REQUIRED WORK: Set down the full listing exactly, character for character.

RECORDED INFORMATION:

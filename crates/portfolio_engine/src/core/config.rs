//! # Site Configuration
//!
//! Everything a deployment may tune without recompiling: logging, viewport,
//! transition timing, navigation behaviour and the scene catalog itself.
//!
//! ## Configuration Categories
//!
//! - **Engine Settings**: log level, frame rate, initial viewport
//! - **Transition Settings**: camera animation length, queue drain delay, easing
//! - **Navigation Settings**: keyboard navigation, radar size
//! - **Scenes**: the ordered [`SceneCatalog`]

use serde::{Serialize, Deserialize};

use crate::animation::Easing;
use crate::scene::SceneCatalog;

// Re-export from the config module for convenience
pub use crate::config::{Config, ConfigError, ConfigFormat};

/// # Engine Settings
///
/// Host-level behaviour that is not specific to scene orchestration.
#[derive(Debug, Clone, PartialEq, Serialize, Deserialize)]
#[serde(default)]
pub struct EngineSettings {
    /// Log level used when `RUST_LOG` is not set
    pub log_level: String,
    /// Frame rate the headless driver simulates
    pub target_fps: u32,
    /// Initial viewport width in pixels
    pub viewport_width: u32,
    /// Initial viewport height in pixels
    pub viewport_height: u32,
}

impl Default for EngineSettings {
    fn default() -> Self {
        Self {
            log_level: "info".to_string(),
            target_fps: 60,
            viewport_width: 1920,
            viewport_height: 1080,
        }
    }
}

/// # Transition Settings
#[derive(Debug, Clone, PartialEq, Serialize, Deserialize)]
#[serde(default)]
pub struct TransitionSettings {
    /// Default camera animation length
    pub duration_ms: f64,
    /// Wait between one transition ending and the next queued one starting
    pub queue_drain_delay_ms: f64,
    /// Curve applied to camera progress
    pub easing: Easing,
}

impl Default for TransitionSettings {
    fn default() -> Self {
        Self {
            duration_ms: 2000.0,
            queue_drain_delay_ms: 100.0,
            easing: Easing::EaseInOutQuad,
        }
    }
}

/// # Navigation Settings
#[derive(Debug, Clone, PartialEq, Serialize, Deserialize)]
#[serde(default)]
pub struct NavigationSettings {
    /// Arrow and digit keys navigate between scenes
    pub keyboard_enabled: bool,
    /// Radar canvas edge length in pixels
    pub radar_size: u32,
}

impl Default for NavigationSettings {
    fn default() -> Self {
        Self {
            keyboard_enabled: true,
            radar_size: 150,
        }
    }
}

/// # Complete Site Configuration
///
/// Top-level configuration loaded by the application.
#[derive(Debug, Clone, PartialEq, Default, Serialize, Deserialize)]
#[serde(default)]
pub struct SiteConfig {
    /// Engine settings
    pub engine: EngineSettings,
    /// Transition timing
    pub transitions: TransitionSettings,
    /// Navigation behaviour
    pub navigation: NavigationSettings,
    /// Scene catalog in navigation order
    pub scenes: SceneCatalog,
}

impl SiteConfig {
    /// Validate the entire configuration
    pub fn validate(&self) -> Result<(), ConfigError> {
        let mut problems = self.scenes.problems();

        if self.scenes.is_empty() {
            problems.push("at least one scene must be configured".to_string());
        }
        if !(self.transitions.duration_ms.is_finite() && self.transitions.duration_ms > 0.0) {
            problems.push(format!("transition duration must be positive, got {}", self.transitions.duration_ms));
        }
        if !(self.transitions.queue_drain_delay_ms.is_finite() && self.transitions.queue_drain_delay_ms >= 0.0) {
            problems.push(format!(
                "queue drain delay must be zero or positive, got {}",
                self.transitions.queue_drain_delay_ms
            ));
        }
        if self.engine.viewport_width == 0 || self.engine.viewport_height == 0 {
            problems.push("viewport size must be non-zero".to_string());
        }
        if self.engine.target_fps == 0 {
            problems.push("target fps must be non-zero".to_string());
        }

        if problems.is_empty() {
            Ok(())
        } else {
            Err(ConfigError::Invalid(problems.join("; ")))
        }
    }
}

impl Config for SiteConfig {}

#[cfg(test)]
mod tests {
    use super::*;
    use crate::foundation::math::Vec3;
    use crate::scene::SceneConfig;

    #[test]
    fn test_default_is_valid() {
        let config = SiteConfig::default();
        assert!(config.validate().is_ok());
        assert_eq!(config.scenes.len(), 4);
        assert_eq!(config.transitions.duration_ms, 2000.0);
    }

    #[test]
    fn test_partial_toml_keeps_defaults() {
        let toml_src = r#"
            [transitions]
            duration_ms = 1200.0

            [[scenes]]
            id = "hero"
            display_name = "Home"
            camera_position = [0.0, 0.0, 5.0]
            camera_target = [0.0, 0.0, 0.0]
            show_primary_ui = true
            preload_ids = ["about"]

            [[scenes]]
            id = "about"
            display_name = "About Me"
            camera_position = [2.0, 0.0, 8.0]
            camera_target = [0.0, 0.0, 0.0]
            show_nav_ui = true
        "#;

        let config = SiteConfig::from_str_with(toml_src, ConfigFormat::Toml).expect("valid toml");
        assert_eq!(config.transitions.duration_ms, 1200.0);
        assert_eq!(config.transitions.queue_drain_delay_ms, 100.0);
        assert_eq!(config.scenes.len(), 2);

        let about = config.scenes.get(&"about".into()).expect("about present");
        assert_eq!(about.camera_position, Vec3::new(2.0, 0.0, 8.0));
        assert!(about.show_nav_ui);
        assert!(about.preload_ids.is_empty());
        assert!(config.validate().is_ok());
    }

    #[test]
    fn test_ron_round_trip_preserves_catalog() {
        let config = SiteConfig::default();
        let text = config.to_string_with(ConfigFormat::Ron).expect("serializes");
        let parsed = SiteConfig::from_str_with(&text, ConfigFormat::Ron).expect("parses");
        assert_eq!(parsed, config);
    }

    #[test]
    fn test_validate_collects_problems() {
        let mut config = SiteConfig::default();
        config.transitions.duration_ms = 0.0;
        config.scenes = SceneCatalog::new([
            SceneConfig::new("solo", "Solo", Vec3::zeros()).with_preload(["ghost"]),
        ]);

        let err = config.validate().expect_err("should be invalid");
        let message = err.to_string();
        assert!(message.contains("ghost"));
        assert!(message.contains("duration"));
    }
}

RESULT OF THIS TASK:
filename crates/portfolio_engine/src/core/config.rs
//! # Site Configuration
//!
//! Everything a deployment may tune without recompiling: logging, viewport,
//! transition timing, navigation behaviour and the scene catalog itself.
//!
//! ## Configuration Categories
//!
//! - **Engine Settings**: log level, frame rate, initial viewport
//! - **Transition Settings**: camera animation length, queue drain delay, easing
//! - **Navigation Settings**: keyboard navigation, radar size
//! - **Scenes**: the ordered [`SceneCatalog`]

use serde::{Serialize, Deserialize};

use crate::animation::Easing;
use crate::scene::SceneCatalog;

// Re-export from the config module for convenience
pub use crate::config::{Config, ConfigError, ConfigFormat};

/// # Engine Settings
///
/// Host-level behaviour that is not specific to scene orchestration.
#[derive(Debug, Clone, PartialEq, Serialize, Deserialize)]
#[serde(default)]
pub struct EngineSettings {
    /// Log level used when `RUST_LOG` is not set
    pub log_level: String,
    /// Frame rate the headless driver simulates
    pub target_fps: u32,
    /// Initial viewport width in pixels
    pub viewport_width: u32,
    /// Initial viewport height in pixels
    pub viewport_height: u32,
}

impl Default for EngineSettings {
    fn default() -> Self {
        Self {
            log_level: "info".to_string(),
            target_fps: 60,
            viewport_width: 1920,
            viewport_height: 1080,
        }
    }
}

/// # Transition Settings
#[derive(Debug, Clone, PartialEq, Serialize, Deserialize)]
#[serde(default)]
pub struct TransitionSettings {
    /// Default camera animation length
    pub duration_ms: f64,
    /// Wait between one transition ending and the next queued one starting
    pub queue_drain_delay_ms: f64,
    /// Curve applied to camera progress
    pub easing: Easing,
}

impl Default for TransitionSettings {
    fn default() -> Self {
        Self {
            duration_ms: 2000.0,
            queue_drain_delay_ms: 100.0,
            easing: Easing::EaseInOutQuad,
        }
    }
}

/// # Navigation Settings
#[derive(Debug, Clone, PartialEq, Serialize, Deserialize)]
#[serde(default)]
pub struct NavigationSettings {
    /// Arrow and digit keys navigate between scenes
    pub keyboard_enabled: bool,
    /// Radar canvas edge length in pixels
    pub radar_size: u32,
}

impl Default for NavigationSettings {
    fn default() -> Self {
        Self {
            keyboard_enabled: true,
            radar_size: 150,
        }
    }
}

/// # Complete Site Configuration
///
/// Top-level configuration loaded by the application.
#[derive(Debug, Clone, PartialEq, Default, Serialize, Deserialize)]
#[serde(default)]
pub struct SiteConfig {
    /// Engine settings
    pub engine: EngineSettings,
    /// Transition timing
    pub transitions: TransitionSettings,
    /// Navigation behaviour
    pub navigation: NavigationSettings,
    /// Scene catalog in navigation order
    pub scenes: SceneCatalog,
}

impl SiteConfig {
    /// Validate the entire configuration
    pub fn validate(&self) -> Result<(), ConfigError> {
        let mut problems = self.scenes.problems();

        if self.scenes.is_empty() {
            problems.push("at least one scene must be configured".to_string());
        }
        if !(self.transitions.duration_ms.is_finite() && self.transitions.duration_ms > 0.0) {
            problems.push(format!("transition duration must be positive, got {}", self.transitions.duration_ms));
        }
        if !(self.transitions.queue_drain_delay_ms.is_finite() && self.transitions.queue_drain_delay_ms >= 0.0) {
            problems.push(format!(
                "queue drain delay must be zero or positive, got {}",
                self.transitions.queue_drain_delay_ms
            ));
        }
        if self.engine.viewport_width == 0 || self.engine.viewport_height == 0 {
            problems.push("viewport size must be non-zero".to_string());
        }
        if self.engine.target_fps == 0 {
            problems.push("target fps must be non-zero".to_string());
        }

        if problems.is_empty() {
            Ok(())
        } else {
            Err(ConfigError::Invalid(problems.join("; ")))
        }
    }
}

impl Config for SiteConfig {}

#[cfg(test)]
mod tests {
    use super::*;
    use crate::foundation::math::Vec3;
    use crate::scene::SceneConfig;

    #[test]
    fn test_default_is_valid() {
        let config = SiteConfig::default();
        assert!(config.validate().is_ok());
        assert_eq!(config.scenes.len(), 4);
        assert_eq!(config.transitions.duration_ms, 2000.0);
    }

    #[test]
    fn test_partial_toml_keeps_defaults() {
        let toml_src = r#"
            [transitions]
            duration_ms = 1200.0

            [[scenes]]
            id = "hero"
            display_name = "Home"
            camera_position = [0.0, 0.0, 5.0]
            camera_target = [0.0, 0.0, 0.0]
            show_primary_ui = true
            preload_ids = ["about"]

            [[scenes]]
            id = "about"
            display_name = "About Me"
            camera_position = [2.0, 0.0, 8.0]
            camera_target = [0.0, 0.0, 0.0]
            show_nav_ui = true
        "#;

        let config = SiteConfig::from_str_with(toml_src, ConfigFormat::Toml).expect("valid toml");
        assert_eq!(config.transitions.duration_ms, 1200.0);
        assert_eq!(config.transitions.queue_drain_delay_ms, 100.0);
        assert_eq!(config.scenes.len(), 2);

        let about = config.scenes.get(&"about".into()).expect("about present");
        assert_eq!(about.camera_position, Vec3::new(2.0, 0.0, 8.0));
        assert!(about.show_nav_ui);
        assert!(about.preload_ids.is_empty());
        assert!(config.validate().is_ok());
    }

    #[test]
    fn test_ron_round_trip_preserves_catalog() {
        let config = SiteConfig::default();
        let text = config.to_string_with(ConfigFormat::Ron).expect("serializes");
        let parsed = SiteConfig::from_str_with(&text, ConfigFormat::Ron).expect("parses");
        assert_eq!(parsed, config);
    }

    #[test]
    fn test_validate_collects_problems() {
        let mut config = SiteConfig::default();
        config.transitions.duration_ms = 0.0;
        config.scenes = SceneCatalog::new([
            SceneConfig::new("solo", "Solo", Vec3::zeros()).with_preload(["ghost"]),
        ]);

        let err = config.validate().expect_err("should be invalid");
        let message = err.to_string();
        assert!(message.contains("ghost"));
        assert!(message.contains("duration"));
    }
}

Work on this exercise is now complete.